*** GIVEN INFORMATION ***

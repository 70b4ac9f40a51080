//! Pad-routed frame callbacks.
//!
//! A [`FrameNode`](node::FrameNode) declares its pads once, then receives one callback per
//! arriving frame. It decides per callback whether to send, latch, or drop the frame.
//! [`NodeRunner`](runner::NodeRunner) is the host side of that contract.

/// Node trait, pad declaration and the per-callback context.
pub mod node;
/// Host-facing driver.
pub mod runner;
use super::*;

fn quadrant(frame: &VideoFrame, qx: u32, qy: u32, qw: u32, qh: u32) -> Vec<Rgba8Premul> {
    let mut out = Vec::new();
    for y in 0..qh {
        for x in 0..qw {
            out.push(frame.pixel(qx * qw + x, qy * qh + y).unwrap());
        }
    }
    out
}

#[test]
fn white_4x4_into_8x8_routes_channels_to_quadrants() {
    let src = VideoFrame::filled(4, 4, 0.0, Rgba8Premul::WHITE);
    let mut dst = VideoFrame::new(8, 8, 0.0);
    quadrant_remap_into(&src, &mut dst).unwrap();

    let raw = quadrant(&dst, 0, 0, 4, 4);
    assert_eq!(raw, src.pixels().collect::<Vec<_>>());
    assert!(
        quadrant(&dst, 1, 0, 4, 4)
            .iter()
            .all(|p| *p == Rgba8Premul::new(255, 0, 0, 255))
    );
    assert!(
        quadrant(&dst, 0, 1, 4, 4)
            .iter()
            .all(|p| *p == Rgba8Premul::new(0, 255, 0, 255))
    );
    assert!(
        quadrant(&dst, 1, 1, 4, 4)
            .iter()
            .all(|p| *p == Rgba8Premul::new(0, 0, 255, 255))
    );
}

#[test]
fn same_size_remap_samples_every_other_pixel() {
    let mut src = VideoFrame::new(4, 4, 3.0);
    for y in 0..4 {
        for x in 0..4 {
            src.set_pixel(x, y, Rgba8Premul::new((x * 10) as u8, (y * 10) as u8, 7, 255));
        }
    }
    let out = quadrant_remap(&src).unwrap();
    assert_eq!(out.pts, 3.0);
    assert_eq!(out.pixel(1, 1), src.pixel(2, 2));
    assert_eq!(out.pixel(3, 0), Some(Rgba8Premul::new(20, 0, 0, 255)));
    assert_eq!(out.pixel(0, 3), Some(Rgba8Premul::new(0, 20, 0, 255)));
    assert_eq!(out.pixel(3, 3), Some(Rgba8Premul::new(0, 0, 7, 255)));
}

#[test]
fn structured_masks_match_packed_literals() {
    let px = Rgba8Premul::new(0x12, 0x34, 0x56, 0xff);
    let literals = [0xffff_ffffu32, 0xff00_00ff, 0xff00_ff00, 0xffff_0000];
    for (mask, lit) in QUADRANT_MASKS.iter().zip(literals) {
        assert_eq!(px.masked(*mask).to_packed(), px.to_packed() & lit);
    }
}

#[test]
fn mask_channels_is_per_pixel() {
    let mut f = VideoFrame::filled(2, 1, 0.0, Rgba8Premul::new(1, 2, 3, 4));
    mask_channels(&mut f, ChannelMask::GREEN);
    assert!(f.pixels().all(|p| p == Rgba8Premul::new(0, 2, 0, 4)));
}

#[test]
fn tiny_destination_is_rejected() {
    let src = VideoFrame::new(4, 4, 0.0);
    let mut dst = VideoFrame::new(1, 8, 0.0);
    assert!(quadrant_remap_into(&src, &mut dst).is_err());
}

***

Ending with the line containing "out.push(frame.pixel(qx * qw", please print exactly the lines of the material above from its first line onward, and nothing else.

repository 70b4ac9f40a51080
//! Pad-routed frame callbacks.
//!
//! A [`FrameNode`](node::FrameNode) declares its pads once, then receives one callback per
//! arriving frame. It decides per callback whether to send, latch, or drop the frame.
//! [`NodeRunner`](runner::NodeRunner) is the host side of that contract.

/// Node trait, pad declaration and the per-callback context.
pub mod node;
/// Host-facing driver.
pub mod runner;
use super::*;

fn quadrant(frame: &VideoFrame, qx: u32, qy: u32, qw: u32, qh: u32) -> Vec<Rgba8Premul> {
    let mut out = Vec::new();
    for y in 0..qh {
        for x in 0..qw {
            out.push(frame.pixel(qx * qw + x, qy * qh + y).unwrap());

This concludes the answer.